ABSTRACT

Throughout the Global South, urbanization is increasingly coupled with the production of risk accumulation cycles or urban “risk traps”, which are not exclusively driven but exacerbated by climate change. This is the case across many cities in sub Sahara Africa, where biophysical and socio-economic risk drivers combine to produce vicious cycles of unequal risk exposure and displacement, with severe impacts on the lives, livelihoods and assets of the urban poor and the city’s ecological and socio-economic future.

Focusing on two case studies characterized by different approaches to the governance of disaster risk management (DRM) – Freetown (Sierra Leone) and Karonga (Malawi) – this chapter seeks to untangle the processes that drive risk accumulation over time and to appraise the resilience-seeking practices deployed and resources mobilized to mitigate, reduce, and prevent risk. It reflects on the findings from an action-research project conducted in the aforementioned cities, as part of a wider program entitled “Urban Africa Risk Knowledge” (Urban ARK). As such, it provides fresh insights into how the governance of urban resilience currently works in both contexts and on how to enhance the capacity to act of those most vulnerable to become trapped in risk accumulation cycles to disrupt these traps strategically, inclusively, and collectively.
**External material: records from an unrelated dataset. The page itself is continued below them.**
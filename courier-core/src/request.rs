//! Request traits.
//!
//! A request is an immutable value whose runtime type selects exactly one
//! handler. Its associated `Response` (or `Item`, for streams) fixes what the
//! caller gets back.

use crate::cache::CachePolicy;
use std::any::Any;

/// A value that is routed to exactly one [`Handler`](crate::Handler).
///
/// # Example
///
/// ```rust,ignore
/// struct GetUser { id: u64 }
///
/// impl Request for GetUser {
///     type Response = User;
/// }
/// ```
#[diagnostic::on_unimplemented(
    message = "`{Self}` is not a courier `Request`",
    label = "missing `Request` implementation",
    note = "Requests must declare their `Response` type and be `Send + Sync + 'static`."
)]
pub trait Request: Send + Sync + 'static {
    /// The value produced by the request's handler.
    type Response: Send + 'static;

    /// Declares this request cacheable.
    ///
    /// The caching behavior only engages when this returns `Some`; otherwise
    /// it is a pure pass-through.
    fn cache_policy(&self) -> Option<CachePolicy<Self::Response>> {
        None
    }
}

/// A value that is routed to exactly one [`StreamHandler`](crate::StreamHandler)
/// and answered with a lazy sequence of items.
#[diagnostic::on_unimplemented(
    message = "`{Self}` is not a courier `StreamRequest`",
    label = "missing `StreamRequest` implementation",
    note = "Stream requests must declare their `Item` type and be `Send + Sync + 'static`."
)]
pub trait StreamRequest: Send + Sync + 'static {
    /// The type of each produced item.
    type Item: Send + 'static;
}

/// Object-safe view of any [`Request`], used for runtime-typed dispatch.
pub trait AnyRequest: Send + Sync + 'static {
    /// The request as `Any`, for downcasting to its concrete type.
    fn as_any(&self) -> &(dyn Any + Send + Sync);

    /// The concrete request type name.
    fn request_name(&self) -> &'static str;
}

impl<R: Request> AnyRequest for R {
    fn as_any(&self) -> &(dyn Any + Send + Sync) {
        self
    }

    fn request_name(&self) -> &'static str {
        std::any::type_name::<R>()
    }
}
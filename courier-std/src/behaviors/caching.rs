//! Response caching.

use courier_core::{Behavior, CourierError, DynCacheProvider, Next, Payload, RequestContext};
use std::{sync::Arc, time::Duration};

/// Settings for [`CachingBehavior`].
#[derive(Debug, Clone, PartialEq, Eq)]
pub struct CachingOptions {
    /// TTL used when a request's cache policy declares none.
    pub default_ttl: Duration,
    /// Prepended to every key, e.g. to share one provider between services.
    pub key_prefix: Option<String>,
}

impl CachingOptions {
    /// The default TTL: five minutes.
    pub const DEFAULT_TTL: Duration = Duration::from_secs(5 * 60);

    /// Create options with the default TTL and no key prefix.
    pub fn new() -> Self {
        Self::default()
    }

    /// Override the default TTL.
    pub fn with_default_ttl(mut self, ttl: Duration) -> Self {
        self.default_ttl = ttl;
        self
    }

    /// Set the key prefix.
    pub fn with_key_prefix(mut self, prefix: impl Into<String>) -> Self {
        self.key_prefix = Some(prefix.into());
        self
    }
}

impl Default for CachingOptions {
    fn default() -> Self {
        Self {
            default_ttl: Self::DEFAULT_TTL,
            key_prefix: None,
        }
    }
}

/// Serves cacheable requests from a [`CacheProvider`](courier_core::CacheProvider).
///
/// Requests without a cache policy pass straight through. For cacheable
/// requests a hit returns the stored response without running the rest of
/// the pipeline; a miss runs it and stores the result. Provider errors are
/// logged and treated as misses.
pub struct CachingBehavior {
    provider: Arc<dyn DynCacheProvider>,
    options: CachingOptions,
}

impl CachingBehavior {
    /// Create a caching behavior with default options.
    pub fn new(provider: Arc<dyn DynCacheProvider>) -> Self {
        Self::with_options(provider, CachingOptions::default())
    }

    /// Create a caching behavior with explicit options.
    pub fn with_options(provider: Arc<dyn DynCacheProvider>, options: CachingOptions) -> Self {
        Self { provider, options }
    }

    /// The active options.
    pub fn options(&self) -> &CachingOptions {
        &self.options
    }

    fn key_for(&self, key: &str) -> String {
        match &self.options.key_prefix {
            Some(prefix) => format!("{prefix}{key}"),
            None => key.to_owned(),
        }
    }
}

impl Behavior for CachingBehavior {
    async fn handle(&self, cx: &RequestContext<'_>, next: Next<'_>) -> Result<Payload, CourierError> {
        let Some(policy) = cx.cache_policy() else {
            return next.run().await;
        };
        let key = self.key_for(policy.key());

        match self.provider.try_get_dyn(&key).await {
            Ok(Some(value)) => match policy.decode(&value) {
                Some(payload) => {
                    tracing::debug!(request = %cx.request_name(), %key, "cache hit");
                    return Ok(payload);
                }
                None => tracing::warn!(
                    request = %cx.request_name(),
                    %key,
                    "cached value has an unexpected type; treating as miss"
                ),
            },
            Ok(None) => tracing::debug!(request = %cx.request_name(), %key, "cache miss"),
            Err(err) => tracing::warn!(
                request = %cx.request_name(),
                %key,
                error = %err,
                "cache lookup failed; treating as miss"
            ),
        }

        let payload = next.run().await?;

        if let Some(value) = policy.encode(&payload) {
            let ttl = policy.ttl().unwrap_or(self.options.default_ttl);
            if let Err(err) = self.provider.set_dyn(&key, value, ttl).await {
                tracing::warn!(
                    request = %cx.request_name(),
                    %key,
                    error = %err,
                    "cache store failed"
                );
            }
        }
        Ok(payload)
    }
}

impl std::fmt::Debug for CachingBehavior {
    fn fmt(&self, f: &mut std::fmt::Formatter<'_>) -> std::fmt::Result {
        f.debug_struct("CachingBehavior")
            .field("options", &self.options)
            .finish_non_exhaustive()
    }
}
Our central argument is that the capacity of emerging DRM governance frameworks to disrupt urban risk traps is defined by the extent to which resilience-seeking is actually practiced in a relational way – that is acknowledging the multiple practices that converge in responding to risk and their relative capacities to disrupt the risk accumulation cycles that impact the most vulnerable. We further hypothesize that the differential ability of ongoing resilient-seeking practices to disrupt risk traps is shaped by the extent to which their governance expands the political space to enable abridged collective action among the urban poor, customary authorities, local governments and external agencies.